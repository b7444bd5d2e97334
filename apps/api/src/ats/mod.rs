// Advisory resume analysis: ATS completeness score and industry keywords.
// Pure functions over ResumeData; never gate saving or rendering.

pub mod handlers;
pub mod keywords;
pub mod score;

pub use score::{report, score, AtsReport};
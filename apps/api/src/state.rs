use std::sync::Arc;

use crate::assist::TextGenerator;
use crate::config::Config;
use crate::storage::ResumeStore;

/// Shared application state injected into all route handlers via Axum extractors.
#[derive(Clone)]
pub struct AppState {
    /// Redis in deployment, in-memory when `REDIS_URL` is unset.
    pub store: Arc<dyn ResumeStore>,
    /// Pluggable writing-assistance backend.
    pub generator: Arc<dyn TextGenerator>,
    pub config: Config,
}

#[cfg(test)]
impl AppState {
    /// Empty in-memory store and the offline generator.
    pub fn in_memory() -> Self {
        AppState {
            store: Arc::new(crate::storage::MemoryResumeStore::default()),
            generator: Arc::new(crate::assist::OfflineTextGenerator),
            config: Config::default(),
        }
    }
}
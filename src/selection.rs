//! Which show is open and which of its episodes is picked.

use crate::catalog::{EpisodeId, ShowId};
use std::fmt;
use std::str::FromStr;
use thiserror::Error;

/// Picker value standing for "every episode of the show".
pub const ALL_EPISODES: &str = "all";

/// Errors that can occur when reading an episode picker value
#[derive(Debug, Clone, PartialEq, Eq, Error)]
pub enum SelectionError {
    /// The value is neither `all` nor an episode id
    #[error("Invalid episode selection: {0:?}")]
    InvalidEpisodeValue(String),
}

/// Episode picker selection within the current show
#[derive(Debug, Clone, Copy, PartialEq, Eq, Default)]
pub enum EpisodeFilter {
    /// Show every episode
    #[default]
    All,
    /// Show only this episode
    Episode(EpisodeId),
}

impl fmt::Display for EpisodeFilter {
    fn fmt(&self, f: &mut fmt::Formatter<'_>) -> fmt::Result {
        match self {
            EpisodeFilter::All => f.write_str(ALL_EPISODES),
            EpisodeFilter::Episode(id) => write!(f, "{}", id),
        }
    }
}

impl FromStr for EpisodeFilter {
    type Err = SelectionError;

    fn from_str(s: &str) -> Result<Self, Self::Err> {
        let value = s.trim();
        if value == ALL_EPISODES {
            return Ok(EpisodeFilter::All);
        }
        value
            .parse()
            .map(EpisodeFilter::Episode)
            .map_err(|_| SelectionError::InvalidEpisodeValue(s.to_string()))
    }
}

/// The browser's current selection
///
/// Whether the selected ids exist in the cache is checked by the view
/// controller before it calls in here.
#[derive(Debug, Clone, Default, PartialEq, Eq)]
pub struct SelectionState {
    current_show: Option<ShowId>,
    episode_filter: EpisodeFilter,
}

impl SelectionState {
    pub fn new() -> Self {
        Self::default()
    }

    /// Makes `show_id` the current show and resets the episode filter to `All`.
    pub fn select_show(&mut self, show_id: ShowId) {
        self.current_show = Some(show_id);
        self.episode_filter = EpisodeFilter::All;
    }

    /// Sets the episode filter. Unknown episode ids are accepted and simply
    /// match nothing.
    pub fn select_episode(&mut self, filter: EpisodeFilter) {
        self.episode_filter = filter;
    }

    /// Forgets the current show.
    pub fn clear(&mut self) {
        *self = Self::default();
    }

    pub fn current_show(&self) -> Option<ShowId> {
        self.current_show
    }

    pub fn episode_filter(&self) -> EpisodeFilter {
        self.episode_filter
    }
}
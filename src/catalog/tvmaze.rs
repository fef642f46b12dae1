/// TVMaze catalog source implementation.
use super::tvmaze_types::{TvMazeEpisode, TvMazeShow};
use super::{CatalogSource, Episode, EpisodeId, FetchError, Show, ShowId};
use serde::de::DeserializeOwned;
use std::time::Duration;

/// Default TVMaze API location.
pub const DEFAULT_BASE_URL: &str = "https://api.tvmaze.com";

/// Connection settings for [`TvMazeSource`].
#[derive(Debug, Clone, PartialEq, Eq)]
pub struct SourceConfig {
    /// API root without trailing slash, e.g. `https://api.tvmaze.com`
    pub base_url: String,
    /// Overall timeout applied to every request
    pub timeout: Duration,
    /// Value of the `User-Agent` header
    pub user_agent: String,
}

impl Default for SourceConfig {
    fn default() -> Self {
        Self {
            base_url: DEFAULT_BASE_URL.to_string(),
            timeout: Duration::from_secs(30),
            user_agent: concat!(env!("CARGO_PKG_NAME"), "/", env!("CARGO_PKG_VERSION")).to_string(),
        }
    }
}

impl SourceConfig {
    /// Replaces the API root, stripping any trailing slashes.
    pub fn with_base_url(mut self, base_url: impl Into<String>) -> Self {
        self.base_url = base_url.into().trim_end_matches('/').to_string();
        self
    }

    /// Replaces the request timeout.
    pub fn with_timeout(mut self, timeout: Duration) -> Self {
        self.timeout = timeout;
        self
    }
}

/// Catalog source for the TVMaze API.
///
/// Shows come from `GET /shows` (first page only), episodes from
/// `GET /shows/{id}/episodes`.
pub struct TvMazeSource {
    client: reqwest::Client,
    base_url: String,
}

impl TvMazeSource {
    /// Creates a TVMaze source with the given settings.
    pub fn new(config: SourceConfig) -> Result<Self, FetchError> {
        let client = reqwest::Client::builder()
            .timeout(config.timeout)
            .user_agent(config.user_agent)
            .build()
            .map_err(|e| FetchError::Request(e.to_string()))?;

        Ok(Self {
            client,
            base_url: config.base_url,
        })
    }

    /// Converts a TVMaze show to our internal Show structure.
    fn convert_show(tvmaze_show: TvMazeShow) -> Show {
        Show {
            id: ShowId(tvmaze_show.id),
            name: tvmaze_show.name,
            image: tvmaze_show.image.and_then(|i| i.medium),
            summary: tvmaze_show.summary,
            genres: tvmaze_show.genres,
            status: tvmaze_show.status.unwrap_or_default(),
            rating: tvmaze_show.rating.and_then(|r| r.average),
            runtime: tvmaze_show.runtime,
        }
    }

    /// Converts a TVMaze episode to our internal Episode structure.
    ///
    /// The episode payload does not name its show, so the id of the show the
    /// request was made for is attached here.
    fn convert_episode(show_id: ShowId, tvmaze_episode: TvMazeEpisode) -> Episode {
        Episode {
            id: EpisodeId(tvmaze_episode.id),
            show_id,
            season: tvmaze_episode.season,
            number: tvmaze_episode.number.unwrap_or(0),
            name: tvmaze_episode.name.unwrap_or_else(|| "Unknown".to_string()),
            image: tvmaze_episode.image.and_then(|i| i.medium),
            summary: tvmaze_episode.summary,
            url: tvmaze_episode.url,
        }
    }

    /// Performs a GET request and decodes the JSON body.
    async fn get_json<T: DeserializeOwned>(&self, path: &str) -> Result<T, FetchError> {
        let url = format!("{}{}", self.base_url, path);
        tracing::debug!(%url, "requesting catalog collection");

        let response = self
            .client
            .get(&url)
            .send()
            .await
            .map_err(|e| FetchError::Request(e.to_string()))?;

        // Ensure request was successful
        let status = response.status();
        if !status.is_success() {
            return Err(FetchError::Status {
                status: status.as_u16(),
                reason: status.canonical_reason().unwrap_or("Unknown").to_string(),
            });
        }

        response
            .json()
            .await
            .map_err(|e| FetchError::Parse(e.to_string()))
    }
}

impl CatalogSource for TvMazeSource {
    async fn fetch_shows(&self) -> Result<Vec<Show>, FetchError> {
        let shows: Vec<TvMazeShow> = self.get_json("/shows").await?;
        Ok(shows.into_iter().map(Self::convert_show).collect())
    }

    async fn fetch_episodes(&self, show_id: ShowId) -> Result<Vec<Episode>, FetchError> {
        let episodes: Vec<TvMazeEpisode> = self
            .get_json(&format!("/shows/{}/episodes", show_id))
            .await?;
        Ok(episodes
            .into_iter()
            .map(|e| Self::convert_episode(show_id, e))
            .collect())
    }
}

* * * * * * *

:: WHAT IS EXPECTED ::
Among the lines above, find those that contain the word "PartialEq" and copy them.

:: SOLUTION TO THE PROBLEM ::
#[derive(Debug, Clone, PartialEq, Eq, Error)]
#[derive(Debug, Clone, Copy, PartialEq, Eq, Default)]
#[derive(Debug, Clone, Default, PartialEq, Eq)]
#[derive(Debug, Clone, PartialEq, Eq)]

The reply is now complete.